→ **Assignment**:
Identical copies of all the records below are needed.

((

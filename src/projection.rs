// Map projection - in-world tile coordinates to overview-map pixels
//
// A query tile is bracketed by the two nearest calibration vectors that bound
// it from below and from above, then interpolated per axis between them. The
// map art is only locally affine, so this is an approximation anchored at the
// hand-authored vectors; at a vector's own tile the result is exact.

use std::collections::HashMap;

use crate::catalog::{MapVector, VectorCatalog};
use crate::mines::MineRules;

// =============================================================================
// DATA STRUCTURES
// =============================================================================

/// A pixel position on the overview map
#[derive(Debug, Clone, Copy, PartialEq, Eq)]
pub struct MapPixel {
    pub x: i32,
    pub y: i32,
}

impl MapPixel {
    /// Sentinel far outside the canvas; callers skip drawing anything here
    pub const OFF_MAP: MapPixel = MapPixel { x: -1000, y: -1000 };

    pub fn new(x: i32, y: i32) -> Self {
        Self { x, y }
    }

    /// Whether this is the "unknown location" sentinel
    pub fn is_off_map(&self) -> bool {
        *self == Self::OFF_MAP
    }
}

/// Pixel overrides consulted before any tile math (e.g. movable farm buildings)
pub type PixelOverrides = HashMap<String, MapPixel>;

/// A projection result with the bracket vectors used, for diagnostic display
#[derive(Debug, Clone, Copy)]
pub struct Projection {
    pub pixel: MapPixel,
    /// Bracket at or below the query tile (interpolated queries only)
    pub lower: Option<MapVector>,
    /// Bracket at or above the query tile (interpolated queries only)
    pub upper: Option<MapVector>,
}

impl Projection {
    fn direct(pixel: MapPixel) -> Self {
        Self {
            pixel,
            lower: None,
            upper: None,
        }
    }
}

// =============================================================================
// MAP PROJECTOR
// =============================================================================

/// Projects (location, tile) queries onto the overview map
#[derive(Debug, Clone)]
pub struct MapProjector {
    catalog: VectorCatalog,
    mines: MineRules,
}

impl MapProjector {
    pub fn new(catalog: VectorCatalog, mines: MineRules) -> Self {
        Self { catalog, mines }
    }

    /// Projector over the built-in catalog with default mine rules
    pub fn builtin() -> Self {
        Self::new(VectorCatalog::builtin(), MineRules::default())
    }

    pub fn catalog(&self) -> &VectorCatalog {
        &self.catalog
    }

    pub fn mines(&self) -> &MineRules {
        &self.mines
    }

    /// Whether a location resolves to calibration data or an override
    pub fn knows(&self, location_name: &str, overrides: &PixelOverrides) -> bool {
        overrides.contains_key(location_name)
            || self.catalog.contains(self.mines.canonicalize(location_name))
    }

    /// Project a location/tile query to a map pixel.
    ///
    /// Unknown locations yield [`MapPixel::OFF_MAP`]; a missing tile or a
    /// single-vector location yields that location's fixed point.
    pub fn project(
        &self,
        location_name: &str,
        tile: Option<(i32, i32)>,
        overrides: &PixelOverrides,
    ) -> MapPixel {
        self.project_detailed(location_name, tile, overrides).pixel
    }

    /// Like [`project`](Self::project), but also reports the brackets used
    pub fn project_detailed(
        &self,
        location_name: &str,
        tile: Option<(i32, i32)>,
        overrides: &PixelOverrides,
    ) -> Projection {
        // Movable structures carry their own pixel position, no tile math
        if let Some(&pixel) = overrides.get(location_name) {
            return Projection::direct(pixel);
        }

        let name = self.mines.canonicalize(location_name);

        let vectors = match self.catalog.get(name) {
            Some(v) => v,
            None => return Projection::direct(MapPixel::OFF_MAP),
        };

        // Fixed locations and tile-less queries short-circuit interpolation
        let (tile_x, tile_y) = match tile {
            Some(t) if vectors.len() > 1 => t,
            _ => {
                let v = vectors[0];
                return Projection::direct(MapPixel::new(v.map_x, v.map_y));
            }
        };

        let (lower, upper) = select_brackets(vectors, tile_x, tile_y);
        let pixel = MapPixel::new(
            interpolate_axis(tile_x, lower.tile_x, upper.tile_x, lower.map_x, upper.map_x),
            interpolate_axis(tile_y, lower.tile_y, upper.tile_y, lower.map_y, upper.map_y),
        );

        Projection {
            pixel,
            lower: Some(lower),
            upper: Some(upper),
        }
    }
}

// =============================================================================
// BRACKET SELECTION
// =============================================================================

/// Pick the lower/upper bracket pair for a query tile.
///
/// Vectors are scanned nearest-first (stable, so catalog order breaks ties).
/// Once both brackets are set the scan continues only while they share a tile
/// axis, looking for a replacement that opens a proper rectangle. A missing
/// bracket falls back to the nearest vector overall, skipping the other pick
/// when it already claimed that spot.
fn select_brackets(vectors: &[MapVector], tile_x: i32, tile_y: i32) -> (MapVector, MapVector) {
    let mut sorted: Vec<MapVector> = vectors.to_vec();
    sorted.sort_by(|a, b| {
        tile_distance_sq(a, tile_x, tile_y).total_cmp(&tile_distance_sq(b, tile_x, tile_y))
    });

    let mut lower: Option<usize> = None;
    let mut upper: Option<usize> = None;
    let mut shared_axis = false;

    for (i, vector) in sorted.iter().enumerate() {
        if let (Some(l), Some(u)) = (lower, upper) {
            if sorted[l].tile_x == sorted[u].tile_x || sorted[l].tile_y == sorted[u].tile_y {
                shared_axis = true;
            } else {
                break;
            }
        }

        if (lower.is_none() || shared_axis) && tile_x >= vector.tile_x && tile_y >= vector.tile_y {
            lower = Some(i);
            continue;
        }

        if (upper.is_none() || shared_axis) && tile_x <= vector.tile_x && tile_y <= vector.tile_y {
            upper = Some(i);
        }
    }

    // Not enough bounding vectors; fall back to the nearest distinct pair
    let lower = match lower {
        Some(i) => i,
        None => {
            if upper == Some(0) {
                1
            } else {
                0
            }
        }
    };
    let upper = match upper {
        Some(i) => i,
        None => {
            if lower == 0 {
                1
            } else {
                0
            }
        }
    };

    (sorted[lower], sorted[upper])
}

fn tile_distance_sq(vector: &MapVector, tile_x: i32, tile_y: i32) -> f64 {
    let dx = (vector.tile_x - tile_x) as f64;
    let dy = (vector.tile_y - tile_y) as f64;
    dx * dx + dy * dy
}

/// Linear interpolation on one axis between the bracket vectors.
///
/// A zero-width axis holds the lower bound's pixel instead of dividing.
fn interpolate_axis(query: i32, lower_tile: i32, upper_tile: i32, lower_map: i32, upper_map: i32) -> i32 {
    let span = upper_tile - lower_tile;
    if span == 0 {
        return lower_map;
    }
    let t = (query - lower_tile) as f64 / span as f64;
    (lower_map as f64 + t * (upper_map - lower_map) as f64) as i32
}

))

→ **Answer space**:
filename src/projection.rs
// Map projection - in-world tile coordinates to overview-map pixels
//
// A query tile is bracketed by the two nearest calibration vectors that bound
// it from below and from above, then interpolated per axis between them. The
// map art is only locally affine, so this is an approximation anchored at the
// hand-authored vectors; at a vector's own tile the result is exact.

use std::collections::HashMap;

use crate::catalog::{MapVector, VectorCatalog};
use crate::mines::MineRules;

// =============================================================================
// DATA STRUCTURES
// =============================================================================

/// A pixel position on the overview map
#[derive(Debug, Clone, Copy, PartialEq, Eq)]
pub struct MapPixel {
    pub x: i32,
    pub y: i32,
}

impl MapPixel {
    /// Sentinel far outside the canvas; callers skip drawing anything here
    pub const OFF_MAP: MapPixel = MapPixel { x: -1000, y: -1000 };

    pub fn new(x: i32, y: i32) -> Self {
        Self { x, y }
    }

    /// Whether this is the "unknown location" sentinel
    pub fn is_off_map(&self) -> bool {
        *self == Self::OFF_MAP
    }
}

/// Pixel overrides consulted before any tile math (e.g. movable farm buildings)
pub type PixelOverrides = HashMap<String, MapPixel>;

/// A projection result with the bracket vectors used, for diagnostic display
#[derive(Debug, Clone, Copy)]
pub struct Projection {
    pub pixel: MapPixel,
    /// Bracket at or below the query tile (interpolated queries only)
    pub lower: Option<MapVector>,
    /// Bracket at or above the query tile (interpolated queries only)
    pub upper: Option<MapVector>,
}

impl Projection {
    fn direct(pixel: MapPixel) -> Self {
        Self {
            pixel,
            lower: None,
            upper: None,
        }
    }
}

// =============================================================================
// MAP PROJECTOR
// =============================================================================

/// Projects (location, tile) queries onto the overview map
#[derive(Debug, Clone)]
pub struct MapProjector {
    catalog: VectorCatalog,
    mines: MineRules,
}

impl MapProjector {
    pub fn new(catalog: VectorCatalog, mines: MineRules) -> Self {
        Self { catalog, mines }
    }

    /// Projector over the built-in catalog with default mine rules
    pub fn builtin() -> Self {
        Self::new(VectorCatalog::builtin(), MineRules::default())
    }

    pub fn catalog(&self) -> &VectorCatalog {
        &self.catalog
    }

    pub fn mines(&self) -> &MineRules {
        &self.mines
    }

    /// Whether a location resolves to calibration data or an override
    pub fn knows(&self, location_name: &str, overrides: &PixelOverrides) -> bool {
        overrides.contains_key(location_name)
            || self.catalog.contains(self.mines.canonicalize(location_name))
    }

    /// Project a location/tile query to a map pixel.
    ///
    /// Unknown locations yield [`MapPixel::OFF_MAP`]; a missing tile or a
    /// single-vector location yields that location's fixed point.
    pub fn project(
        &self,
        location_name: &str,
        tile: Option<(i32, i32)>,
        overrides: &PixelOverrides,
    ) -> MapPixel {
        self.project_detailed(location_name, tile, overrides).pixel
    }

    /// Like [`project`](Self::project), but also reports the brackets used
    pub fn project_detailed(
        &self,
        location_name: &str,
        tile: Option<(i32, i32)>,
        overrides: &PixelOverrides,
    ) -> Projection {
        // Movable structures carry their own pixel position, no tile math
        if let Some(&pixel) = overrides.get(location_name) {
            return Projection::direct(pixel);
        }

        let name = self.mines.canonicalize(location_name);

        let vectors = match self.catalog.get(name) {
            Some(v) => v,
            None => return Projection::direct(MapPixel::OFF_MAP),
        };

        // Fixed locations and tile-less queries short-circuit interpolation
        let (tile_x, tile_y) = match tile {
            Some(t) if vectors.len() > 1 => t,
            _ => {
                let v = vectors[0];
                return Projection::direct(MapPixel::new(v.map_x, v.map_y));
            }
        };

        let (lower, upper) = select_brackets(vectors, tile_x, tile_y);
        let pixel = MapPixel::new(
            interpolate_axis(tile_x, lower.tile_x, upper.tile_x, lower.map_x, upper.map_x),
            interpolate_axis(tile_y, lower.tile_y, upper.tile_y, lower.map_y, upper.map_y),
        );

        Projection {
            pixel,
            lower: Some(lower),
            upper: Some(upper),
        }
    }
}

// =============================================================================
// BRACKET SELECTION
// =============================================================================

/// Pick the lower/upper bracket pair for a query tile.
///
/// Vectors are scanned nearest-first (stable, so catalog order breaks ties).
/// Once both brackets are set the scan continues only while they share a tile
/// axis, looking for a replacement that opens a proper rectangle. A missing
/// bracket falls back to the nearest vector overall, skipping the other pick
/// when it already claimed that spot.
fn select_brackets(vectors: &[MapVector], tile_x: i32, tile_y: i32) -> (MapVector, MapVector) {
    let mut sorted: Vec<MapVector> = vectors.to_vec();
    sorted.sort_by(|a, b| {
        tile_distance_sq(a, tile_x, tile_y).total_cmp(&tile_distance_sq(b, tile_x, tile_y))
    });

    let mut lower: Option<usize> = None;
    let mut upper: Option<usize> = None;
    let mut shared_axis = false;

    for (i, vector) in sorted.iter().enumerate() {
        if let (Some(l), Some(u)) = (lower, upper) {
            if sorted[l].tile_x == sorted[u].tile_x || sorted[l].tile_y == sorted[u].tile_y {
                shared_axis = true;
            } else {
                break;
            }
        }

        if (lower.is_none() || shared_axis) && tile_x >= vector.tile_x && tile_y >= vector.tile_y {
            lower = Some(i);
            continue;
        }

        if (upper.is_none() || shared_axis) && tile_x <= vector.tile_x && tile_y <= vector.tile_y {
            upper = Some(i);
        }
    }

    // Not enough bounding vectors; fall back to the nearest distinct pair
    let lower = match lower {
        Some(i) => i,
        None => {
            if upper == Some(0) {
                1
            } else {
                0
            }
        }
    };
    let upper = match upper {
        Some(i) => i,
        None => {
            if lower == 0 {
                1
            } else {
                0
            }
        }
    };

    (sorted[lower], sorted[upper])
}

fn tile_distance_sq(vector: &MapVector, tile_x: i32, tile_y: i32) -> f64 {
    let dx = (vector.tile_x - tile_x) as f64;
    let dy = (vector.tile_y - tile_y) as f64;
    dx * dx + dy * dy
}

/// Linear interpolation on one axis between the bracket vectors.
///
/// A zero-width axis holds the lower bound's pixel instead of dividing.
fn interpolate_axis(query: i32, lower_tile: i32, upper_tile: i32, lower_map: i32, upper_map: i32) -> i32 {
    let span = upper_tile - lower_tile;
    if span == 0 {
        return lower_map;
    }
    let t = (query - lower_tile) as f64 / span as f64;
    (lower_map as f64 + t * (upper_map - lower_map) as f64) as i32
}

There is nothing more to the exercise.